[Stored data entries]

==================================================

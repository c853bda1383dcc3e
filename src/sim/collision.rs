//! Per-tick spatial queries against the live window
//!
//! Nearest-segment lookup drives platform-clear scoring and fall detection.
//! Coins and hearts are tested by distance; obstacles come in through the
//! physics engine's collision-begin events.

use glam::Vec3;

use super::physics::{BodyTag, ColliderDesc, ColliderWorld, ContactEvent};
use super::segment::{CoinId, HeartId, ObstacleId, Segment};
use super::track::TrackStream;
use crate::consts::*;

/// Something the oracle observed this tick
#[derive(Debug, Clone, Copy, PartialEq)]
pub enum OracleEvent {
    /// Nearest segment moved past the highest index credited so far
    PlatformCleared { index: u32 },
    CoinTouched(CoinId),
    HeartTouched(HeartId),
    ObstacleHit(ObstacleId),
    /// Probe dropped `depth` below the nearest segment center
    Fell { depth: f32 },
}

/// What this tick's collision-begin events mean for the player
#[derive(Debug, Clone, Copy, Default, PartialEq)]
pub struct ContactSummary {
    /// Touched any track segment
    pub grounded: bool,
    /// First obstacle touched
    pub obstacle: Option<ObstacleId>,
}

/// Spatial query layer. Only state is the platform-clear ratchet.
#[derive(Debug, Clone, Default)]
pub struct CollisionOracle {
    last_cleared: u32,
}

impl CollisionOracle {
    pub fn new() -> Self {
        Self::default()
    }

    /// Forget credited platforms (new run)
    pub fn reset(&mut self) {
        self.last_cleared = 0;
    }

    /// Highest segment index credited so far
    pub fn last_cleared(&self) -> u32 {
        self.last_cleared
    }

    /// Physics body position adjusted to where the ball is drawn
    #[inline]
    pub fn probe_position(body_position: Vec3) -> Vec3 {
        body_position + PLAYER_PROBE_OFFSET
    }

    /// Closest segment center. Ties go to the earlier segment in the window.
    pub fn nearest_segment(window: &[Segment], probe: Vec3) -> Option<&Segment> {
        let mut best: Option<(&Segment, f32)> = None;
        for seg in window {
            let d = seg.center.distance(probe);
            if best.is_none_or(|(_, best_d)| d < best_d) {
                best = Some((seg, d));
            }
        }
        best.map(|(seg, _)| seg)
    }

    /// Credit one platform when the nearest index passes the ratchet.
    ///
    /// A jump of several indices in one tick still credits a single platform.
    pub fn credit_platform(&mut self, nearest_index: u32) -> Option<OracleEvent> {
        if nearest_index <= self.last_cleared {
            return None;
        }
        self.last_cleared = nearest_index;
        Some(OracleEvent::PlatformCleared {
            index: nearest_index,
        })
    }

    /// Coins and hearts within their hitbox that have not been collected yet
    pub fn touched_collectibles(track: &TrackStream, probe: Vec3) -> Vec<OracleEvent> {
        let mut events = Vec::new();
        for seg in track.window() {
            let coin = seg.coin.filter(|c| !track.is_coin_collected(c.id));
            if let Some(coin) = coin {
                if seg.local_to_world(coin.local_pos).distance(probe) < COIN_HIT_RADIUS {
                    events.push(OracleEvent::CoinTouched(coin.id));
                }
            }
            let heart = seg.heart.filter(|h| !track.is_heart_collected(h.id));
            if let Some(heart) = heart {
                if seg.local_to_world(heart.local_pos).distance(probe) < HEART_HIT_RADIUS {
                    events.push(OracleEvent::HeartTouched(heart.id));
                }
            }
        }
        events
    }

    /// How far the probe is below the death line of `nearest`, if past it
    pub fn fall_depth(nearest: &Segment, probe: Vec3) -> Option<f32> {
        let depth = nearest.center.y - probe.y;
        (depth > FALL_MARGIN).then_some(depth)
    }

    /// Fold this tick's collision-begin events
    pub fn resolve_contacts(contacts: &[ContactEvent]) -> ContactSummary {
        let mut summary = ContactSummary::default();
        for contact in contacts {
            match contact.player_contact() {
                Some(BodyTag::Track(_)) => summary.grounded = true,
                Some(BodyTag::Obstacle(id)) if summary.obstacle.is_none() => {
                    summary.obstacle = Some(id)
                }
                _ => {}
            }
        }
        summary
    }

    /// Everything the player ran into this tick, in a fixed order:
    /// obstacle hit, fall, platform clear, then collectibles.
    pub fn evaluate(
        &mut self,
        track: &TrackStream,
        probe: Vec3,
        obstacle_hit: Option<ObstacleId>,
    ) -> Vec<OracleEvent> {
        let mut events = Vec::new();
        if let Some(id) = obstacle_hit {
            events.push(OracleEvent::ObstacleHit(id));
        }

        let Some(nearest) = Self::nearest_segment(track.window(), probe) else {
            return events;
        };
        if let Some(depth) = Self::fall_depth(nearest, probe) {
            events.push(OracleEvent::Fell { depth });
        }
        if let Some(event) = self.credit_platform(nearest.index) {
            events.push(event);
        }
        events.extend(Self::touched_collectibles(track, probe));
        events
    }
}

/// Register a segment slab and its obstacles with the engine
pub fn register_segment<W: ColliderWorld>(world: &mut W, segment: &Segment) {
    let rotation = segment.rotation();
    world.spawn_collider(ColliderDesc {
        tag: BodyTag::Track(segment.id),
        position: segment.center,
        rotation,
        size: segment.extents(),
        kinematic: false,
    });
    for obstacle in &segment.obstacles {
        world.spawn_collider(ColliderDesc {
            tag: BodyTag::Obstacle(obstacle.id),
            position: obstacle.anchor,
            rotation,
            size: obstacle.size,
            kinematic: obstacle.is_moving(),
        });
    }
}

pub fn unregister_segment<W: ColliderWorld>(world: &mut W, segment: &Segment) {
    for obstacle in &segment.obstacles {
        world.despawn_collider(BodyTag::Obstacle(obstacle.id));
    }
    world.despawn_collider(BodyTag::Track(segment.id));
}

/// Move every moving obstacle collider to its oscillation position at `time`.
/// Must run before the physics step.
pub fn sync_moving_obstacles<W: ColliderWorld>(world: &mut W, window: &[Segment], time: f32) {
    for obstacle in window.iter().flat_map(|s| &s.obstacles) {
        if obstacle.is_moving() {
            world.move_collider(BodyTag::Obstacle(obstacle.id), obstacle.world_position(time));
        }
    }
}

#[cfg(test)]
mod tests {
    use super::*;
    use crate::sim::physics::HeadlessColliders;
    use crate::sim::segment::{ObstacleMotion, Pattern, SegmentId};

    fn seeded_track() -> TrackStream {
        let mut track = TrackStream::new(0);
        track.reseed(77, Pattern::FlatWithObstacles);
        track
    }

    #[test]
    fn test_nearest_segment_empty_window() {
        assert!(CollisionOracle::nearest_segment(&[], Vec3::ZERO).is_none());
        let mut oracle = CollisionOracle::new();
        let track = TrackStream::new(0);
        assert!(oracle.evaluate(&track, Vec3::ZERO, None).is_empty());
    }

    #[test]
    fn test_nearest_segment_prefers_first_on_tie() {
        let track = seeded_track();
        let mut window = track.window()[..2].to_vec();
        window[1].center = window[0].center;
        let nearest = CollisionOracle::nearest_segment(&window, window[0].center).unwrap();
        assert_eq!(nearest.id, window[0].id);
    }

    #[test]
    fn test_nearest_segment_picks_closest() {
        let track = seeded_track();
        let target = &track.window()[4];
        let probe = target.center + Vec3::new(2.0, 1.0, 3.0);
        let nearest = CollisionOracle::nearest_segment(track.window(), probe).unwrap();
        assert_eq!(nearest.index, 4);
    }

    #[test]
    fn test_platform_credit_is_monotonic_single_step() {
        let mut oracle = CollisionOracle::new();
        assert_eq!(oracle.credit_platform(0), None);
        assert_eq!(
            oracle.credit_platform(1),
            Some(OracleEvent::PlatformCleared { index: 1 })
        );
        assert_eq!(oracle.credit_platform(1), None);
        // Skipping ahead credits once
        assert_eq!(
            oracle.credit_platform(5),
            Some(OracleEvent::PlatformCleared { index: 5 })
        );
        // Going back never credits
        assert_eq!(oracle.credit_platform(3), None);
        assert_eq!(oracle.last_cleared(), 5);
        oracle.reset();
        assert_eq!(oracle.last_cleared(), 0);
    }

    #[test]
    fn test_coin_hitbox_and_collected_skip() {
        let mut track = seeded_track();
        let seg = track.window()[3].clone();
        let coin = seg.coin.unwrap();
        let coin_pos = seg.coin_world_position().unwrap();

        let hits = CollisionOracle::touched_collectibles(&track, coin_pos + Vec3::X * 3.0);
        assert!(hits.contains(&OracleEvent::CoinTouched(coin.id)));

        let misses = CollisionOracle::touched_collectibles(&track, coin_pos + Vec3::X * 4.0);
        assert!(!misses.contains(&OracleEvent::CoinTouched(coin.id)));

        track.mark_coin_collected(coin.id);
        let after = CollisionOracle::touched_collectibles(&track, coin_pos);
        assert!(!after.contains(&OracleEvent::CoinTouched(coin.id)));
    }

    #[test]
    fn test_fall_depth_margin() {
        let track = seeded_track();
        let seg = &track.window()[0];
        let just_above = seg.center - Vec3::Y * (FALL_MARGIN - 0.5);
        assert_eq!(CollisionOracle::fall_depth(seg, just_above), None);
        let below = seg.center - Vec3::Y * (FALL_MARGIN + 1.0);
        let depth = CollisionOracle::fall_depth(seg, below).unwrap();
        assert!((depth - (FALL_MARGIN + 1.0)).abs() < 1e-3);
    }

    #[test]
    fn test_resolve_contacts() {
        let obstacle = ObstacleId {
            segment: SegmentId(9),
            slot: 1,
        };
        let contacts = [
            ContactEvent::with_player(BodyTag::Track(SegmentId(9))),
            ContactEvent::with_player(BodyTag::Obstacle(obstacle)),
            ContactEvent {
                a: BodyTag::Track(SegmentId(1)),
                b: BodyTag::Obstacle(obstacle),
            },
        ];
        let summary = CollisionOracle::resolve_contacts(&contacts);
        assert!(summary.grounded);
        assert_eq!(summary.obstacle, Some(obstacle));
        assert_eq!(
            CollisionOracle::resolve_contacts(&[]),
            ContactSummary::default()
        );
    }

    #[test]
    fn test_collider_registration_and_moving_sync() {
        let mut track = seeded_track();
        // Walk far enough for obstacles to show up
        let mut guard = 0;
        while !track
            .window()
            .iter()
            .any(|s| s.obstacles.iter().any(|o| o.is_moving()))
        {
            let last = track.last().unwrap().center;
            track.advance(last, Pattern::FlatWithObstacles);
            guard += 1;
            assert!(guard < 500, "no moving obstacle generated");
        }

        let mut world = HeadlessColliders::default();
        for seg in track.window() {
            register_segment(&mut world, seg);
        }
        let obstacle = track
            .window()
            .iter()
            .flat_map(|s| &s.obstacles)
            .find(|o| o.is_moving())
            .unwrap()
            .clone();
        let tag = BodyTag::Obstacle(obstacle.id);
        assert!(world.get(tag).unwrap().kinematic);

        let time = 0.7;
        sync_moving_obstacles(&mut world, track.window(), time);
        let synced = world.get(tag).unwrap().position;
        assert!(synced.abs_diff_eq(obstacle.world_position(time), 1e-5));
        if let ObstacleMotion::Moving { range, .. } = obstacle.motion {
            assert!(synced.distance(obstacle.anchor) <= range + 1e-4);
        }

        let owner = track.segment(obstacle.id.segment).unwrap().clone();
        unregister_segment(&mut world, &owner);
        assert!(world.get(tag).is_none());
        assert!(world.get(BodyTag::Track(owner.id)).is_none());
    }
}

==================================================

Required action:
Above are the records; repeat exactly the lines from the one holding "best.map(|(seg, _)| seg)" down to the one holding "if seg.local_to_world(heart.local_pos).distance(probe) <", end lines included.

Finished task:
        best.map(|(seg, _)| seg)
    }

    /// Credit one platform when the nearest index passes the ratchet.
    ///
    /// A jump of several indices in one tick still credits a single platform.
    pub fn credit_platform(&mut self, nearest_index: u32) -> Option<OracleEvent> {
        if nearest_index <= self.last_cleared {
            return None;
        }
        self.last_cleared = nearest_index;
        Some(OracleEvent::PlatformCleared {
            index: nearest_index,
        })
    }

    /// Coins and hearts within their hitbox that have not been collected yet
    pub fn touched_collectibles(track: &TrackStream, probe: Vec3) -> Vec<OracleEvent> {
        let mut events = Vec::new();
        for seg in track.window() {
            let coin = seg.coin.filter(|c| !track.is_coin_collected(c.id));
            if let Some(coin) = coin {
                if seg.local_to_world(coin.local_pos).distance(probe) < COIN_HIT_RADIUS {
                    events.push(OracleEvent::CoinTouched(coin.id));
                }
            }
            let heart = seg.heart.filter(|h| !track.is_heart_collected(h.id));
            if let Some(heart) = heart {
                if seg.local_to_world(heart.local_pos).distance(probe) < HEART_HIT_RADIUS {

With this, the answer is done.